Two weeks ago, I spent a wonderful day in Arezzo and was really impressed with this lovely little town, which certainly deserves much more than a day trip. It has a number of beautiful churches, lovely streets, great art, good shopping, and I had a fantastic lunch in the sun on a loggia of the Piazza Grande (above.) It was also the most expensive lunch of my trip, but it was worth it (more on that to come.)
I travelled to Arezzo from Perugia, an easy train ride of only about one hour, with little knowledge of the town other than it's home to Piero della Francesca’s great Renaissance fresco cycle, The Legend of the True Cross.
Also, I knew it was the setting for Roberto Benigni's film Life Is Beautiful (La vita è bella, 1997.) Various signs around the historic centre of Arezzo show where different scenes from the film were shot, as well as photos from the movie and lines of dialogue to explain the significance of each setting. A clever touch on the part of Arezzo's city leaders, I thought.
Of course, the first thing I wanted to see was Piero's fresco cycle, which is also known as The History of the True Cross, in the Basilica di San Francesco, an easy walk from the train station. The cycle is his largest work, and generally considered one of his finest, and an early Renaissance masterpiece. Its theme is drawn from a 13th century book about the lives of the saints and tells of the triumph of the True Cross. According to legend, the cross upon which Christ was crucified came from a branch of the Tree of Knowledge, which sprang over the grave of Adam.

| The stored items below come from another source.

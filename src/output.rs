//! # Terminal Output
//!
//! Status lines printed by the CLI. Colors follow the `--color` flag and the
//! usual environment conventions:
//!
//! - `--color=never|always|auto`
//! - `NO_COLOR` disables colors when set, whatever its value
//! - `CLICOLOR=0` disables colors
//! - `CLICOLOR_FORCE=1` forces colors on a non-TTY stdout
//! - `TERM=dumb` disables colors
//!
//! ```rust,ignore
//! use nsbuild::output::{Marker, OutputConfig};
//!
//! let out = OutputConfig::from_env_and_flag("auto");
//! println!("{} 12 sources", out.marker(Marker::Ok));
//! ```

use std::env;

use console::Style;

use crate::phases::{StageOutcome, StageReport};

/// Kinds of status line
#[derive(Debug, Clone, Copy, PartialEq, Eq)]
pub enum Marker {
    Ok,
    Skip,
    Info,
    Error,
}

impl Marker {
    fn plain(self) -> &'static str {
        match self {
            Marker::Ok => "[OK]",
            Marker::Skip => "[SKIP]",
            Marker::Info => "[INFO]",
            Marker::Error => "[ERR]",
        }
    }

    fn style(self) -> Style {
        match self {
            Marker::Ok => Style::new().green().bold(),
            Marker::Skip => Style::new().dim(),
            Marker::Info => Style::new().cyan(),
            Marker::Error => Style::new().red().bold(),
        }
    }
}

/// Whether status lines are colored.
#[derive(Debug, Clone)]
pub struct OutputConfig {
    pub use_color: bool,
}

impl OutputConfig {
    /// Combine the `--color` flag with the environment.
    ///
    /// `always` overrides `NO_COLOR`; anything other than `always` or
    /// `never` is treated as `auto`.
    pub fn from_env_and_flag(color_flag: &str) -> Self {
        let use_color = match color_flag.to_lowercase().as_str() {
            "always" => true,
            "never" => false,
            _ => Self::detect_color_support(),
        };

        Self { use_color }
    }

    fn detect_color_support() -> bool {
        if env::var_os("NO_COLOR").is_some() {
            return false;
        }
        if env::var("CLICOLOR").is_ok_and(|v| v == "0") {
            return false;
        }
        if env::var("CLICOLOR_FORCE").is_ok_and(|v| v != "0" && !v.is_empty()) {
            return true;
        }
        if env::var("TERM").is_ok_and(|v| v == "dumb") {
            return false;
        }
        console::Term::stdout().features().colors_supported()
    }

    #[cfg(test)]
    pub fn with_color() -> Self {
        Self { use_color: true }
    }

    #[cfg(test)]
    pub fn without_color() -> Self {
        Self { use_color: false }
    }

    /// The bracketed marker, styled when colors are on.
    pub fn marker(&self, marker: Marker) -> String {
        if self.use_color {
            marker
                .style()
                .force_styling(true)
                .apply_to(marker.plain())
                .to_string()
        } else {
            marker.plain().to_string()
        }
    }

    /// One line per build stage.
    pub fn stage_line(&self, report: &StageReport) -> String {
        let marker = match report.outcome {
            StageOutcome::Compiled => Marker::Ok,
            StageOutcome::Skipped => Marker::Skip,
        };
        format!("{} {}", self.marker(marker), report)
    }
}

impl Default for OutputConfig {
    fn default() -> Self {
        Self::from_env_and_flag("auto")
    }
}

#[cfg(test)]
mod tests {
    use super::*;
    use crate::compiler::Stage;
    use std::time::Duration;

    #[test]
    fn test_color_always() {
        assert!(OutputConfig::from_env_and_flag("always").use_color);
    }

    #[test]
    fn test_color_never() {
        assert!(!OutputConfig::from_env_and_flag("NEVER").use_color);
    }

    #[test]
    fn test_plain_markers() {
        let out = OutputConfig::without_color();
        assert_eq!(out.marker(Marker::Ok), "[OK]");
        assert_eq!(out.marker(Marker::Error), "[ERR]");
    }

    #[test]
    fn test_colored_marker_keeps_text() {
        let out = OutputConfig::with_color();
        let marker = out.marker(Marker::Skip);
        assert!(marker.contains("[SKIP]"));
        assert_ne!(marker, "[SKIP]");
    }

    #[test]
    fn test_stage_line() {
        let out = OutputConfig::without_color();
        let report = StageReport {
            stage: Stage::Templates,
            outcome: StageOutcome::Skipped,
            elapsed: Duration::from_millis(5),
        };
        assert!(out.stage_line(&report).starts_with("[SKIP] templates"));
    }
}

The wood from the True Cross, with all of its historical importance, is lost for centuries but then regained after a great victory by Emperor Constantine (seen above, dreaming in his crimson tent that he will prevail in a coming battle under the sign of the cross.) Constantine's victory over Maxentius at the Milvian Bridge turns him into the first Christian emperor and leads to the recovery of the True Cross. It's a spectacular and complicated work and the 30-minute time limit to spend in the small chapel behind the high altar was a real drag.
But life goes on and back on the Piazza Grande, I had a fabulous lunch under the shadow of the gothic Palace of the Lay Fraternity (Fraternita dei Laici) and above the doors, its wonderful fresco and sculpture of the Madonna sheltering her flock.
Lunch was remarkable. I snagged an outdoor table on Loggia Vasari in Piazza Grande at the Trattoria La Lancia d'Oro, which Jane (a fellow blogger) recommended. There are a few restaurants along the loggia and all seemed aimed at tourists. Despite that, I had an excellent lunch (altho the 40-euro bill was more than I usual spend at lunch!) They had me with the first prosecco and the best bread basket I've ever seen. I then had the loveliest cheese platter, crammed with fruit, jams, and curiously, a very large bowl of gelato to complement several large chunks of cheese. I was actually sorry that I had ordered a ravioli dish as my main course. And when I ordered coffee but declined dessert, the server still came with a small plate of delicious brownies.
The sun on the loggia was so warm, after several cool days, that I was really happy to bask in the warm sunshine for a change, and linger over a delicious lunch.
But because I had given myself so little time, I only popped into Arezzo’s gothic Cathedral of Saint Donatus (13th-early 16th centuries) which boasts another fresco by Piero della Francesca portraying the Madeleine.
So I was unable to see this spectacular piece by Cimabue:
This Crucifix by Cimabue hangs in the Basilica of San Domenico (founded in 1275 and completed in the early 14th century) And there were so many other wonderful sites that I couldn't get to, including Santa Maria in Gradi, a medieval church from the 11th or the 12th century, which has a Madonna of Misericordia terracotta by Andrea della Robbia. Arezzo also has a Roman amphitheatre and the Palazzo Bruni-Ciocchi which is the seat of the State Museum of Medieval and Modern Art.
Clearly, I'll have to return!
Unfortunately, I spent so much time rushing around that when it was time to catch my train back to Perugia, I hopped on the wrong one and was all the way down to Orvieto before I realized my mistake. It was getting late in the evening but I was still able to catch another train back to Terontola for a long cold wait to get the last train to Foligno (stopping in Perugia) and the last minimetro up Perugia's big hill from the train station to the historic centre.